WHAT YOU SHOULD DO: Please set down only the lines between the line containing "self.client.current_url().await.map_err(classify)" and the end of the records, inclusive, exactly as they stand.

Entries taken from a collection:
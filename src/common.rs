use std::net::SocketAddr;

use anyhow::{Context, Result};
use fleet_core::config::{AppConfig, ObservabilityConfig};
use metrics_exporter_prometheus::PrometheusBuilder;
use tokio::signal;
use tracing::{error, info};
use tracing_subscriber::{layer::SubscriberExt, util::SubscriberInitExt, EnvFilter};

use crate::app::AppMode;

/// 初始化日志系统
///
/// `RUST_LOG` 环境变量优先于命令行指定的级别。
pub fn init_logging(log_level: &str, log_format: &str) -> Result<()> {
    let env_filter =
        EnvFilter::try_from_default_env().unwrap_or_else(|_| EnvFilter::new(log_level));

    let registry = tracing_subscriber::registry().with(env_filter);

    match log_format {
        "json" => {
            registry
                .with(tracing_subscriber::fmt::layer().json())
                .try_init()
                .context("初始化JSON日志格式失败")?;
        }
        "pretty" => {
            registry
                .with(tracing_subscriber::fmt::layer().pretty())
                .try_init()
                .context("初始化Pretty日志格式失败")?;
        }
        _ => {
            return Err(anyhow::anyhow!("不支持的日志格式: {log_format}"));
        }
    }

    Ok(())
}

/// 按配置安装 Prometheus 指标导出器
pub fn init_metrics(config: &ObservabilityConfig) -> Result<()> {
    if !config.metrics_enabled {
        return Ok(());
    }

    let addr: SocketAddr = config
        .metrics_bind_address
        .parse()
        .with_context(|| format!("指标监听地址无效: {}", config.metrics_bind_address))?;

    PrometheusBuilder::new()
        .with_http_listener(addr)
        .install()
        .context("安装Prometheus指标导出器失败")?;

    info!("Prometheus指标导出器监听在 http://{}/metrics", addr);
    Ok(())
}

/// 解析应用运行模式
pub fn parse_app_mode(mode_str: &str, config: &AppConfig) -> Result<AppMode> {
    match mode_str {
        "dispatcher" => {
            if !config.dispatcher.enabled {
                return Err(anyhow::anyhow!("Dispatcher模式被禁用，请检查配置"));
            }
            Ok(AppMode::Dispatcher)
        }
        "api" => {
            if !config.api.enabled {
                return Err(anyhow::anyhow!("API模式被禁用，请检查配置"));
            }
            Ok(AppMode::Api)
        }
        "all" => Ok(AppMode::All),
        _ => Err(anyhow::anyhow!("不支持的运行模式: {mode_str}")),
    }
}

/// 等待 Ctrl+C 或 SIGTERM
pub async fn wait_for_shutdown_signal() {
    let ctrl_c = async {
        if let Err(e) = signal::ctrl_c().await {
            error!("安装Ctrl+C信号处理器失败: {e}");
            std::future::pending::<()>().await;
        }
    };

    #[cfg(unix)]
    let terminate = async {
        match signal::unix::signal(signal::unix::SignalKind::terminate()) {
            Ok(mut sigterm) => {
                sigterm.recv().await;
            }
            Err(e) => {
                error!("安装SIGTERM信号处理器失败: {e}");
                std::future::pending::<()>().await;
            }
        }
    };

    #[cfg(not(unix))]
    let terminate = std::future::pending::<()>();

    tokio::select! {
        _ = ctrl_c => {
            info!("收到Ctrl+C信号");
        },
        _ = terminate => {
            info!("收到SIGTERM信号");
        },
    }
}
use serde::{Deserialize, Serialize};

#[derive(Debug, Clone, Serialize, Deserialize)]
pub struct ApiConfig {
    pub enabled: bool,
    pub bind_address: String,
    pub cors_enabled: bool,
}

impl Default for ApiConfig {
    fn default() -> Self {
        Self {
            enabled: true,
            bind_address: "0.0.0.0:8080".to_string(),
            cors_enabled: true,
        }
    }
}

impl ApiConfig {
    pub fn validate(&self) -> anyhow::Result<()> {
        if self.bind_address.is_empty() {
            return Err(anyhow::anyhow!("绑定地址不能为空"));
        }
        if !self.bind_address.contains(':') {
            return Err(anyhow::anyhow!("绑定地址格式无效，应为 host:port"));
        }

        Ok(())
    }
}

#[derive(Debug, Clone, Serialize, Deserialize)]
pub struct ObservabilityConfig {
    pub log_level: String,
    pub log_format: String,
    pub metrics_enabled: bool,
    pub metrics_bind_address: String,
}

impl Default for ObservabilityConfig {
    fn default() -> Self {
        Self {
            log_level: "info".to_string(),
            log_format: "pretty".to_string(),
            metrics_enabled: false,
            metrics_bind_address: "0.0.0.0:9090".to_string(),
        }
    }
}

impl ObservabilityConfig {
    pub fn validate(&self) -> anyhow::Result<()> {
        let valid_log_levels = ["trace", "debug", "info", "warn", "error"];
        if !valid_log_levels.contains(&self.log_level.to_lowercase().as_str()) {
            return Err(anyhow::anyhow!(
                "无效的日志级别: {}，支持的级别: {:?}",
                self.log_level,
                valid_log_levels
            ));
        }

        let valid_formats = ["json", "pretty"];
        if !valid_formats.contains(&self.log_format.as_str()) {
            return Err(anyhow::anyhow!(
                "无效的日志格式: {}，支持的格式: {:?}",
                self.log_format,
                valid_formats
            ));
        }

        if self.metrics_enabled && !self.metrics_bind_address.contains(':') {
            return Err(anyhow::anyhow!("指标监听地址格式无效，应为 host:port"));
        }

        Ok(())
    }
}
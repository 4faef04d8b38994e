use crate::crawlers::crawler::Session;
use crate::error::SessionError;
use fantoccini::error::CmdError;
use fantoccini::{Client, ClientBuilder, Locator};
use std::time::Duration;
use url::Url;

/// Common local WebDriver endpoints tried when the configured one is unreachable
const FALLBACK_WEBDRIVER_URLS: [&str; 4] = [
    "http://localhost:9515", // ChromeDriver default
    "http://localhost:4723", // Appium default
    "http://localhost:9222", // Chrome debug port default
    "http://127.0.0.1:4444", // Try with IP instead of localhost
];

/// A browser session driven over the WebDriver protocol
pub struct WebDriverSession {
    client: Client,
}

impl WebDriverSession {
    /// Connects to the WebDriver instance, falling back to common local endpoints
    pub async fn connect(webdriver_url: &str) -> Result<Self, SessionError> {
        match ClientBuilder::native().connect(webdriver_url).await {
            Ok(client) => {
                ::log::debug!("Connected to WebDriver at {}", webdriver_url);
                return Ok(Self { client });
            }
            Err(e) => {
                ::log::error!(
                    "Failed to connect to WebDriver at {}: {}",
                    webdriver_url,
                    e
                );
            }
        }

        let mut tried = vec![webdriver_url.to_string()];

        for url in FALLBACK_WEBDRIVER_URLS.iter() {
            if *url == webdriver_url {
                continue;
            }

            ::log::info!("Trying fallback WebDriver URL: {}", url);
            tried.push(url.to_string());

            // Don't log fallback errors to avoid log spam
            if let Ok(client) = ClientBuilder::native().connect(url).await {
                ::log::debug!("Connected to fallback WebDriver at {}", url);
                return Ok(Self { client });
            }
        }

        ::log::error!(
            "Make sure a WebDriver server is running or set the WEBDRIVER_URL environment variable"
        );
        Err(SessionError::Connect(tried.join(", ")))
    }
}

/// Separates a lost session from other command failures
fn classify(error: CmdError) -> SessionError {
    let message = error.to_string();
    if message.contains("Unable to find session") || message.contains("invalid session id") {
        SessionError::Disconnected(message)
    } else {
        SessionError::Command(error)
    }
}

impl Session for WebDriverSession {
    async fn goto(&mut self, url: &str) -> Result<(), SessionError> {
        ::log::debug!("GOTO: {}", url);
        self.client.goto(url).await.map_err(classify)
    }

    async fn current_url(&mut self) -> Result<Url, SessionError> {
        self.client.current_url().await.map_err(classify)
    }

    async fn source(&mut self) -> Result<String, SessionError> {
        self.client.source().await.map_err(classify)
    }

    async fn wait_for(&mut self, selector: &str, timeout: Duration) -> Result<(), SessionError> {
        ::log::debug!("Waiting up to {:?} for {}", timeout, selector);
        self.client
            .wait()
            .at_most(timeout)
            .for_element(Locator::Css(selector))
            .await
            .map(|_| ())
            .map_err(classify)
    }

    async fn delete_all_cookies(&mut self) -> Result<(), SessionError> {
        self.client.delete_all_cookies().await.map_err(classify)
    }

    async fn close(self) -> Result<(), SessionError> {
        self.client.close().await.map_err(classify)
    }
}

SOLVED EXERCISE:
        self.client.current_url().await.map_err(classify)
    }

    async fn source(&mut self) -> Result<String, SessionError> {
        self.client.source().await.map_err(classify)
    }

    async fn wait_for(&mut self, selector: &str, timeout: Duration) -> Result<(), SessionError> {
        ::log::debug!("Waiting up to {:?} for {}", timeout, selector);
        self.client
            .wait()
            .at_most(timeout)
            .for_element(Locator::Css(selector))
            .await
            .map(|_| ())
            .map_err(classify)
    }

    async fn delete_all_cookies(&mut self) -> Result<(), SessionError> {
        self.client.delete_all_cookies().await.map_err(classify)
    }

    async fn close(self) -> Result<(), SessionError> {
        self.client.close().await.map_err(classify)
    }
}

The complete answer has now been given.